Hubo un tiempo en que Madrid recibía con placer y plácet el calificativo machadiano de “rompeolas de todas las Españas”. Hoy acepta sumisa la etiqueta de “distribución administrativa sancionada por la Constitución” (Laporta y Puigdemont dixit) y mañana quién sabe si volverá a soportar la inmisericorde burla popular que hace siglos la definía como poblachón manchego, antes de ser Villa y Corte. Lo que estamos presenciando en la actualidad es la regresión histórica de un país, España, que ha aceptado en los últimos años que los dueños del cortijo periférico que viven anclados desde hace treinta años en la mentira histórica, vistan de ropaje aldeano su incompetencia política, regocijados en un vocabulario falsario y un pasado mitológico que les convierten en terratenientes de una colosal mentira trazada a golpe de chantaje. Hubo también un tiempo en el que todos los vecinos aceptaban compartir la finca que les acogía como morada de intereses y objetivos comunes, si bien es cierto que desde aquel 1978 se instauró en los dominios de sus predios una pasividad ante todo lo que provenía de la periferia que lleva amenazando desde entonces la estabilidad social y política de la nación: ¡bendita concordia la de aquella Transición, revisable, que hizo de las concesiones a los enemigos de España la excusa para su demolición!

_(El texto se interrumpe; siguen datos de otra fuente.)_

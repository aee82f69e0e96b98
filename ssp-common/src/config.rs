//! Bootstrap configuration loading and data root resolution
//!
//! Settings come from, in priority order:
//! 1. Command-line argument (highest priority)
//! 2. Environment variable
//! 3. TOML config file
//! 4. Compiled default (fallback)
//!
//! A missing config file is not an error: defaults are used and a warning is
//! logged.

use crate::{Error, Result};
use serde::{Deserialize, Serialize};
use std::path::{Path, PathBuf};
use tracing::{info, warn};

/// Environment variable overriding the data root
pub const DATA_ROOT_ENV: &str = "SSP_DATA_ROOT";

/// Environment variable pointing at an alternate config file
pub const CONFIG_PATH_ENV: &str = "SSP_CONFIG";

/// Bootstrap configuration loaded from TOML
///
/// Every field is optional; absent values fall back to [`CompiledDefaults`].
#[derive(Debug, Clone, Default, PartialEq, Deserialize, Serialize)]
pub struct TomlConfig {
    /// Root of the date-partitioned export tree
    #[serde(default)]
    pub data_root: Option<PathBuf>,

    /// URL scheme of the upstream API (`https` or `http`)
    #[serde(default)]
    pub schema: Option<String>,

    /// Upstream host name, optionally with port
    #[serde(default)]
    pub host: Option<String>,

    /// Soft failures tolerated before a pipeline aborts
    #[serde(default)]
    pub max_errors: Option<usize>,

    /// Maximum detail fetches in flight at once
    #[serde(default)]
    pub max_parallelism: Option<usize>,

    /// Per-request timeout in seconds
    #[serde(default)]
    pub timeout_secs: Option<u64>,

    /// Verify upstream TLS certificates. Defaults to false.
    #[serde(default)]
    pub verify_tls: Option<bool>,

    /// Logging configuration (optional)
    #[serde(default)]
    pub logging: LoggingConfig,
}

/// Logging configuration
#[derive(Debug, Clone, PartialEq, Deserialize, Serialize)]
pub struct LoggingConfig {
    /// Log level (trace, debug, info, warn, error)
    #[serde(default = "default_log_level")]
    pub level: String,

    /// Log file path (optional, logs to stdout when unset)
    #[serde(default)]
    pub file: Option<PathBuf>,
}

impl Default for LoggingConfig {
    fn default() -> Self {
        Self {
            level: default_log_level(),
            file: None,
        }
    }
}

fn default_log_level() -> String {
    CompiledDefaults::default().log_level.to_string()
}

/// Built-in values used when neither CLI, environment nor TOML provide one
#[derive(Debug, Clone)]
pub struct CompiledDefaults {
    pub data_root: PathBuf,
    pub schema: &'static str,
    pub host: &'static str,
    pub max_errors: usize,
    pub max_parallelism: usize,
    pub timeout_secs: u64,
    pub verify_tls: bool,
    pub log_level: &'static str,
}

impl Default for CompiledDefaults {
    fn default() -> Self {
        Self {
            data_root: PathBuf::from("../data"),
            schema: "https",
            host: "www.sofascore.com",
            max_errors: 25,
            max_parallelism: 1,
            timeout_secs: 30,
            verify_tls: false,
            log_level: "info",
        }
    }
}

/// Load the bootstrap TOML file
///
/// An explicit path must exist and parse. Without one, `$SSP_CONFIG`, then
/// the per-user and system locations are tried; if none exists the defaults
/// are returned.
pub fn load_toml_config(explicit: Option<&Path>) -> Result<TomlConfig> {
    if let Some(path) = explicit {
        return read_toml_config(path);
    }

    match locate_config_file() {
        Some(path) => read_toml_config(&path),
        None => {
            warn!("No config file found, using built-in defaults");
            Ok(TomlConfig::default())
        }
    }
}

/// Parse a TOML config file
pub fn read_toml_config(path: &Path) -> Result<TomlConfig> {
    let content = std::fs::read_to_string(path)
        .map_err(|e| Error::Config(format!("Read TOML {} failed: {}", path.display(), e)))?;
    let config: TomlConfig = toml::from_str(&content)
        .map_err(|e| Error::Config(format!("Parse TOML {} failed: {}", path.display(), e)))?;
    info!("Loaded configuration from {}", path.display());
    Ok(config)
}

fn locate_config_file() -> Option<PathBuf> {
    if let Ok(path) = std::env::var(CONFIG_PATH_ENV) {
        let path = PathBuf::from(path);
        if path.exists() {
            return Some(path);
        }
        warn!("{} points at missing file {}", CONFIG_PATH_ENV, path.display());
    }

    let user_config = dirs::config_dir().map(|d| d.join("sspuller").join("config.toml"));
    if let Some(path) = user_config {
        if path.exists() {
            return Some(path);
        }
    }

    let system_config = PathBuf::from("/etc/sspuller/config.toml");
    if cfg!(unix) && system_config.exists() {
        return Some(system_config);
    }

    None
}

/// Resolve the data root following CLI → ENV → TOML → default priority
pub fn resolve_data_root(
    cli_arg: Option<&Path>,
    env_var_name: &str,
    toml_config: &TomlConfig,
) -> PathBuf {
    // Priority 1: Command-line argument
    if let Some(path) = cli_arg {
        return path.to_path_buf();
    }

    // Priority 2: Environment variable
    if let Ok(path) = std::env::var(env_var_name) {
        if !path.trim().is_empty() {
            return PathBuf::from(path);
        }
    }

    // Priority 3: TOML config file
    if let Some(path) = &toml_config.data_root {
        return path.clone();
    }

    // Priority 4: compiled default
    CompiledDefaults::default().data_root
}

#[cfg(test)]
mod tests {
    use super::*;

    #[test]
    fn test_empty_toml_uses_defaults() {
        let config: TomlConfig = toml::from_str("").unwrap();
        assert_eq!(config, TomlConfig::default());
        assert_eq!(config.logging.level, "info");
    }

    #[test]
    fn test_partial_toml() {
        let config: TomlConfig = toml::from_str(
            r#"
            host = "localhost:8080"
            max_errors = 3

            [logging]
            level = "debug"
            "#,
        )
        .unwrap();
        assert_eq!(config.host.as_deref(), Some("localhost:8080"));
        assert_eq!(config.max_errors, Some(3));
        assert_eq!(config.verify_tls, None);
        assert_eq!(config.logging.level, "debug");
    }

    #[test]
    fn test_defaults_keep_relaxed_tls() {
        assert!(!CompiledDefaults::default().verify_tls);
    }
}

Lo sucedido recientemente con el candidato Albiol en Mataró, y las excusas de Puigdemont, subordinado del Estado con carnet de ministro catalán de la nada, o las numerosas sedes de Ciudadanos y PP golpeadas por toda Cataluña, más el odio antisistema que en Barcelona ha anidado como metástasis de difícil curación, no es casualidad, sino la consecuencia de una política activa de negación de la responsabilidad gubernamental, que no garantiza la igualdad de todos los ciudadanos ante la ley ni procura con firmeza que la unidad indisoluble de la nación española no sea un mero precepto constitucional de obligado cumplimiento. Exigir una política de Estado a quienes han desmantelado éste a base de centrífugas triquiñuelas electoralistas es ilusorio y poco realista.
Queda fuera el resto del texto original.